W czwartek po godz. 14 SOR przy al. Kraśnickiej w Lublinie miał już ponad 60 zarejestrowanych pacjentów. Najwięcej było starszych osób. - Ruch jest. Pacjenci napływają falami, bardzo dużo osób pojawiło się ok. południa – przyznaje Agnieszka Ponieważ, lekarz dyżurny SOR przy al. Kraśnickiej w Lublinie. - Pacjenci z bólami brzucha to najczęstsze przypadki w święta, szczególnie drugiego dnia. To m.in. wynik przejedzenia. Mamy też różnego typu urazy, a także pacjentów, którzy kończą już powoli świętować i nagle przypominają sobie, że muszą sobie coś zdiagnozować albo uzyskać jakąś receptę – dodaje lekarka.
- Przeważnie najbardziej pracowity jest drugi dzień świąt, wtedy trafia do nas znacznie więcej pacjentów niż zwykle. Do godz. 14 mieliśmy już blisko 30 osób, więc można się spodziewać, że pozostała część dnia będzie równie intensywna – mówił nam w czwartek po południu dr n. med. Marcin Wieczorski, ordynator SOR w szpitalu klinicznym nr 4 w Lublinie. – W wigilię mieliśmy mniej więcej tyle samo pacjentów, co każdego innego dnia. W pierwszy dzień świąt było ich z kolei o ok. 10 proc. mniej – dodaje lekarz.
Z czym trafiali pacjenci na SOR przy Jaczewskiego? – W wigilię, jak co roku, mieliśmy bardzo dużo pacjentów, którzy zadławili się rybią ością. Drugi dzień świąt to w dużej mierze pacjenci z problemami gastrycznymi, ale nie tylko. Zdarza się, że przy okazji świątecznych spotkań rodzinnych dochodzi do awantur. W związku z tym mamy osoby z różnymi urazami, które są np. wynikiem pobicia – mówi dr Wieczorski. – Trafiają do nas pacjenci w bardzo różnym wieku, zarówno młodzi ludzie, jak i seniorzy po 80. roku życia.

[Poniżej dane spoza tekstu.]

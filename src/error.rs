//! Error types and HTTP error response handling.
//!
//! This module defines all application errors, how store failures are
//! classified as transient or permanent, and how errors are converted into
//! HTTP responses with appropriate status codes and JSON bodies.

use crate::models::character::CharacterId;
use axum::{
    Json,
    extract::rejection::JsonRejection,
    http::StatusCode,
    response::{IntoResponse, Response},
};
use serde_json::json;

/// Application-wide error type.
///
/// # Error Categories
///
/// - **Transfer rule violations**: unknown character, same character on both
///   sides, not enough gold, non-positive amount. Permanent for the given input.
/// - **Validation Errors**: malformed character fields
/// - **Store Errors**: transient (lock timeout, deadlock, lost connection) or
///   permanent (anything else the database reports)
#[derive(Debug, thiserror::Error)]
pub enum AppError {
    /// Store failure that is not worth retrying (constraint violation, bad SQL, ...).
    ///
    /// Returns HTTP 500 and hides details from the client.
    #[error("Database error: {0}")]
    Database(#[source] sqlx::Error),

    /// Connectivity loss, lock-wait timeout, deadlock or serialization failure.
    ///
    /// The unit of work was rolled back; the caller may retry.
    /// Returns HTTP 503 Service Unavailable.
    #[error("Store temporarily unavailable: {0}")]
    TransientStore(String),

    /// Requested character does not exist.
    ///
    /// Returns HTTP 404 Not Found.
    #[error("Character {0} not found")]
    CharacterNotFound(CharacterId),

    /// Source and destination of a transfer are the same character.
    ///
    /// Returns HTTP 400 Bad Request.
    #[error("Cannot transfer gold to the same character")]
    SameCharacter,

    /// Source character holds less gold than requested.
    ///
    /// Returns HTTP 422 Unprocessable Entity.
    #[error("Insufficient gold: {available} available, {requested} requested")]
    InsufficientGold { available: i64, requested: i64 },

    /// Transfer amount is zero or negative.
    ///
    /// Returns HTTP 400 Bad Request.
    #[error("Transfer amount must be positive, got {0}")]
    InvalidAmount(i64),

    /// Request body or parameters are invalid.
    ///
    /// Returns HTTP 400 Bad Request.
    /// The String contains details about what was invalid.
    #[error("Invalid request: {0}")]
    InvalidRequest(String),
}

impl AppError {
    /// Whether repeating the same call unchanged could succeed.
    ///
    /// Only transient store failures qualify; every other variant is
    /// permanent for the given input.
    pub fn is_retryable(&self) -> bool {
        matches!(self, AppError::TransientStore(_))
    }

    /// Stable machine-readable error code used in response bodies.
    pub fn code(&self) -> &'static str {
        match self {
            AppError::Database(_) => "internal_error",
            AppError::TransientStore(_) => "transient_store_error",
            AppError::CharacterNotFound(_) => "character_not_found",
            AppError::SameCharacter => "same_character",
            AppError::InsufficientGold { .. } => "insufficient_gold",
            AppError::InvalidAmount(_) => "invalid_amount",
            AppError::InvalidRequest(_) => "invalid_request",
        }
    }

    /// HTTP status this error maps to.
    pub fn status_code(&self) -> StatusCode {
        match self {
            AppError::Database(_) => StatusCode::INTERNAL_SERVER_ERROR,
            AppError::TransientStore(_) => StatusCode::SERVICE_UNAVAILABLE,
            AppError::CharacterNotFound(_) => StatusCode::NOT_FOUND,
            AppError::InsufficientGold { .. } => StatusCode::UNPROCESSABLE_ENTITY,
            AppError::SameCharacter | AppError::InvalidAmount(_) | AppError::InvalidRequest(_) => {
                StatusCode::BAD_REQUEST
            }
        }
    }

    /// Message safe to show to a client. Database internals are never exposed.
    pub fn public_message(&self) -> String {
        match self {
            AppError::Database(_) => "An internal error occurred".to_string(),
            other => other.to_string(),
        }
    }
}

fn is_transient(err: &sqlx::Error) -> bool {
    match err {
        sqlx::Error::PoolTimedOut | sqlx::Error::PoolClosed | sqlx::Error::Io(_) => true,
        // deadlock_detected, serialization_failure, lock_not_available, query_canceled
        sqlx::Error::Database(db_err) => matches!(
            db_err.code().as_deref(),
            Some("40P01" | "40001" | "55P03" | "57014")
        ),
        _ => false,
    }
}

impl From<sqlx::Error> for AppError {
    fn from(err: sqlx::Error) -> Self {
        if is_transient(&err) {
            AppError::TransientStore(err.to_string())
        } else {
            AppError::Database(err)
        }
    }
}

/// Body that is not JSON, or does not fit the expected shape.
impl From<JsonRejection> for AppError {
    fn from(rejection: JsonRejection) -> Self {
        AppError::InvalidRequest(rejection.body_text())
    }
}

/// Convert AppError into an HTTP response.
///
/// # Response Format
///
/// ```json
/// {
///   "error": {
///     "code": "error_type",
///     "message": "Human-readable error message"
///   }
/// }
/// ```
impl IntoResponse for AppError {
    fn into_response(self) -> Response {
        if let AppError::Database(ref err) = self {
            tracing::error!(error = %err, "Database error");
        }

        let body = Json(json!({
            "error": {
                "code": self.code(),
                "message": self.public_message()
            }
        }));

        (self.status_code(), body).into_response()
    }
}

- Z mojego punktu widzenia, te święta były znacznie spokojniejsze niż w ubiegłych latach. Na szczęście nie mieliśmy wypadków. Było kilka wezwań w Świdniku i Łęcznej do osób starszych, u których nasiliły się choroby przewlekłe, ale bez żadnych tragicznych skutków – mówi Piotr Wojtaś, lekarz, który jeździ w specjalistycznej karetce pogotowia. – Specjalistyczne zespoły są wysyłane do najcięższych przypadków. Zwykłe karetki pewnie miały więcej wezwań.